On a recent sweltering summer’s day, I traveled to the northern tip of Manhattan. I crossed the Inwood Hill Park soccer field, took the left fork in the trail, and soon found myself alone in a forest filled with birdsong that might have been heard by the Wiechquaesgeck Indians who, centuries ago, inhabited this woodland—and the caves that lay just steps ahead in the park’s eastern cliffs. 

On the Place Matters website, a commenter had recommended visiting the Indian caves on just such a summer’s day “to suck up the cool air that gets thrown out from the caves. It feels like instant air conditioning… free too! It’s a place that transports you to a time, a people and way of life far removed from ours.”

Though I’d been prepared for spelunking, almost immediately I spotted recesses and craggy overhangs in the rocks above the path. In fact, there was a makeshift trail that appeared to wend between them, and a campfire pit at the base, suggesting that the caves were frequented by Boy Scouts, s’mores-toasting tourists—or people in need of warmth and shelter. 

The first cave was wide and shallow—more of a grotto—and emitted no cooling air, just a lazy swarm of flies. I continued up the hill.
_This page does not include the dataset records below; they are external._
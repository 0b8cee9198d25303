//! Spectral channel classification.
//!
//! Each role declares expected energy windows for four bands plus a
//! crest-factor window. A band scores 1.0 inside its window and decays
//! linearly to 0 over 12 dB outside it; the crest window carries a
//! fixed weight of 2.0. Used when the console name gives nothing away.

use super::profile::{Fingerprint, Role};

#[derive(Debug, Clone, Copy)]
struct BandExpectation {
    min_db: f32,
    max_db: f32,
    weight: f32,
}

struct SpectralProfile {
    role: Role,
    group: &'static str,
    sub: BandExpectation,
    bass: BandExpectation,
    mid: BandExpectation,
    presence: BandExpectation,
    min_crest: f32,
    max_crest: f32,
}

/// Outcome of spectral classification.
#[derive(Debug, Clone, PartialEq)]
pub struct SpectralClassification {
    pub role: Role,
    pub group: String,
    /// 0.0-1.0
    pub match_score: f32,
}

pub struct SpectralClassifier {
    profiles: Vec<SpectralProfile>,
}

/// Below this score the best match is not trusted.
const MIN_MATCH: f32 = 0.4;

impl SpectralClassifier {
    pub fn new() -> Self {
        Self { profiles: build_profiles() }
    }

    pub fn classify(&self, fp: &Fingerprint) -> SpectralClassification {
        if !fp.has_signal {
            return SpectralClassification {
                role: Role::NoSignal,
                group: "inactive".into(),
                match_score: 0.0,
            };
        }

        let mut best_score = 0.0f32;
        let mut best: Option<&SpectralProfile> = None;
        for profile in &self.profiles {
            let score = match_score(fp, profile);
            if score > best_score {
                best_score = score;
                best = Some(profile);
            }
        }

        match best {
            Some(profile) if best_score >= MIN_MATCH => SpectralClassification {
                role: profile.role,
                group: profile.group.into(),
                match_score: best_score,
            },
            _ => SpectralClassification {
                role: Role::Unknown,
                group: "unknown".into(),
                match_score: best_score,
            },
        }
    }
}

impl Default for SpectralClassifier {
    fn default() -> Self {
        Self::new()
    }
}

fn band_score(energy: f32, exp: &BandExpectation) -> f32 {
    if energy >= exp.min_db && energy <= exp.max_db {
        1.0
    } else {
        let dist = (energy - exp.min_db).abs().min((energy - exp.max_db).abs());
        (1.0 - dist / 12.0).max(0.0)
    }
}

fn match_score(fp: &Fingerprint, profile: &SpectralProfile) -> f32 {
    let mut weighted = 0.0f32;
    let mut total = 0.0f32;

    for (energy, exp) in [
        (fp.sub_bass_energy, &profile.sub),
        (fp.bass_energy, &profile.bass),
        (fp.mid_energy, &profile.mid),
        (fp.presence_energy, &profile.presence),
    ] {
        if exp.weight == 0.0 {
            continue;
        }
        weighted += band_score(energy, exp) * exp.weight;
        total += exp.weight;
    }

    // Crest factor window, fixed weight
    if fp.crest_factor >= profile.min_crest && fp.crest_factor <= profile.max_crest {
        weighted += 2.0;
    }
    total += 2.0;

    if total > 0.0 {
        weighted / total
    } else {
        0.0
    }
}

fn exp(min_db: f32, max_db: f32, weight: f32) -> BandExpectation {
    BandExpectation { min_db, max_db, weight }
}

fn build_profiles() -> Vec<SpectralProfile> {
    vec![
        // Kick: strong sub/bass, percussive, minimal high end
        SpectralProfile {
            role: Role::Kick,
            group: "drums",
            sub: exp(-10.0, 0.0, 2.0),
            bass: exp(-10.0, 0.0, 2.0),
            mid: exp(-30.0, -10.0, 1.0),
            presence: exp(-40.0, -15.0, 0.5),
            min_crest: 8.0,
            max_crest: 30.0,
        },
        // Snare: strong mid, percussive
        SpectralProfile {
            role: Role::Snare,
            group: "drums",
            sub: exp(-40.0, -20.0, 1.0),
            bass: exp(-20.0, -5.0, 1.0),
            mid: exp(-10.0, 2.0, 2.0),
            presence: exp(-20.0, -5.0, 1.5),
            min_crest: 10.0,
            max_crest: 35.0,
        },
        // Hi-hat: almost all high-frequency energy
        SpectralProfile {
            role: Role::HiHat,
            group: "drums",
            sub: exp(-70.0, -40.0, 1.0),
            bass: exp(-60.0, -30.0, 1.0),
            mid: exp(-30.0, -10.0, 1.0),
            presence: exp(-5.0, 5.0, 2.5),
            min_crest: 15.0,
            max_crest: 40.0,
        },
        // Bass guitar: dominant bass, sustained
        SpectralProfile {
            role: Role::BassGuitar,
            group: "bass",
            sub: exp(-5.0, 5.0, 1.5),
            bass: exp(-5.0, 5.0, 2.0),
            mid: exp(-20.0, -5.0, 1.0),
            presence: exp(-45.0, -20.0, 0.5),
            min_crest: 2.0,
            max_crest: 8.0,
        },
        // Lead vocal: concentrated mid/upper-mid
        SpectralProfile {
            role: Role::LeadVocal,
            group: "vocals",
            sub: exp(-50.0, -25.0, 0.5),
            bass: exp(-25.0, -5.0, 1.0),
            mid: exp(-10.0, 3.0, 2.0),
            presence: exp(-20.0, -5.0, 1.5),
            min_crest: 4.0,
            max_crest: 12.0,
        },
        // Electric guitar: mid-heavy
        SpectralProfile {
            role: Role::ElectricGuitar,
            group: "guitars",
            sub: exp(-60.0, -30.0, 1.0),
            bass: exp(-30.0, -10.0, 1.0),
            mid: exp(-5.0, 5.0, 2.0),
            presence: exp(-20.0, -5.0, 1.0),
            min_crest: 3.0,
            max_crest: 10.0,
        },
        // Acoustic guitar: broad midrange with string attack
        SpectralProfile {
            role: Role::AcousticGuitar,
            group: "guitars",
            sub: exp(-50.0, -30.0, 1.0),
            bass: exp(-20.0, -5.0, 1.5),
            mid: exp(-10.0, 3.0, 2.0),
            presence: exp(-15.0, 0.0, 1.5),
            min_crest: 4.0,
            max_crest: 12.0,
        },
        // Piano: full range
        SpectralProfile {
            role: Role::Piano,
            group: "keys",
            sub: exp(-30.0, -10.0, 1.0),
            bass: exp(-15.0, -5.0, 1.5),
            mid: exp(-10.0, 0.0, 2.0),
            presence: exp(-15.0, -5.0, 1.5),
            min_crest: 5.0,
            max_crest: 15.0,
        },
        // Overheads: broadband with lots of cymbal energy
        SpectralProfile {
            role: Role::Overhead,
            group: "drums",
            sub: exp(-30.0, -10.0, 1.0),
            bass: exp(-25.0, -10.0, 1.0),
            mid: exp(-15.0, -5.0, 1.5),
            presence: exp(-5.0, 5.0, 2.0),
            min_crest: 6.0,
            max_crest: 20.0,
        },
        // Toms: like kick with more mid attack
        SpectralProfile {
            role: Role::Tom,
            group: "drums",
            sub: exp(-15.0, -5.0, 1.5),
            bass: exp(-10.0, 0.0, 2.0),
            mid: exp(-15.0, 0.0, 1.5),
            presence: exp(-30.0, -10.0, 0.5),
            min_crest: 8.0,
            max_crest: 25.0,
        },
    ]
}

#[cfg(test)]
mod tests {
    use super::*;

    fn fingerprint(sub: f32, bass: f32, mid: f32, presence: f32, crest: f32) -> Fingerprint {
        Fingerprint {
            sub_bass_energy: sub,
            bass_energy: bass,
            mid_energy: mid,
            presence_energy: presence,
            crest_factor: crest,
            has_signal: true,
            average_rms: -20.0,
            ..Fingerprint::default()
        }
    }

    #[test]
    fn test_no_signal_maps_to_inactive() {
        let c = SpectralClassifier::new();
        let r = c.classify(&Fingerprint::default());
        assert_eq!(r.role, Role::NoSignal);
        assert_eq!(r.group, "inactive");
        assert_eq!(r.match_score, 0.0);
    }

    #[test]
    fn test_kick_like_signal() {
        let c = SpectralClassifier::new();
        // Strong sub/bass, quiet top end, very percussive
        let r = c.classify(&fingerprint(-5.0, -4.0, -20.0, -30.0, 15.0));
        assert_eq!(r.role, Role::Kick);
        assert!(r.match_score > 0.8, "score {}", r.match_score);
    }

    #[test]
    fn test_hihat_like_signal() {
        let c = SpectralClassifier::new();
        let r = c.classify(&fingerprint(-60.0, -50.0, -20.0, 0.0, 25.0));
        assert_eq!(r.role, Role::HiHat);
    }

    #[test]
    fn test_bass_like_signal() {
        let c = SpectralClassifier::new();
        let r = c.classify(&fingerprint(0.0, 0.0, -10.0, -35.0, 4.0));
        assert_eq!(r.role, Role::BassGuitar);
    }

    #[test]
    fn test_ambiguous_signal_is_unknown() {
        let c = SpectralClassifier::new();
        // Nothing like any profile: all bands at the floor but signal set
        let r = c.classify(&fingerprint(-90.0, -90.0, -90.0, -90.0, 0.0));
        assert_eq!(r.role, Role::Unknown);
        assert!(r.match_score < MIN_MATCH);
    }

    #[test]
    fn test_band_score_decay() {
        let e = exp(-10.0, 0.0, 1.0);
        assert_eq!(band_score(-5.0, &e), 1.0);
        assert_eq!(band_score(-10.0, &e), 1.0);
        assert!((band_score(-16.0, &e) - 0.5).abs() < 1e-5);
        assert_eq!(band_score(-30.0, &e), 0.0);
    }
}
The second cave I came to was deeper and narrower; a Sapporo can glinted in the back. As I ducked in, however, I was struck not by a refreshing rocky breath but by more flies, this time a buzzing horde, which bombarded my face and swarmed around my head. They all but drowned out the birdsong. I recoiled, swatting at my eyes in the sudden bright sunshine.

Peeking in again, I saw that the cave walls were indeed studded with flies—the beady, blue-tinged sort. This time I forced myself to linger in the entrance, and soon the swarm subsided. Only then could I appreciate the damp, stony coolness of the air; it felt like placing a clay mask over my face. It smelled thick and sharp. Frayed cobwebs caught the light. Flecks of mica flickered. I noticed candle wax dribbled on a rock by the entrance.

I continued up the hill to the few other caves, stopping to pluck a wineberry from a thorn bush and to perch on a rock in the leafy light, trying to detect an ancient presence.

The caves had transported me to a people and a way of life far removed from my own. But it wasn’t the one I was expecting. The air they gave off was less refreshing than spooky. It wasn’t just the flies. It wasn’t just the bread tags, toilet paper, dime bags, and discarded clothing I turned up among the leaf litter. The stories told in their buzzing, swarming, mineral breath were of stolen moments, illicit activities, homelessness, decay: the stories of desperation that lurk beneath so much of our city’s dappled light.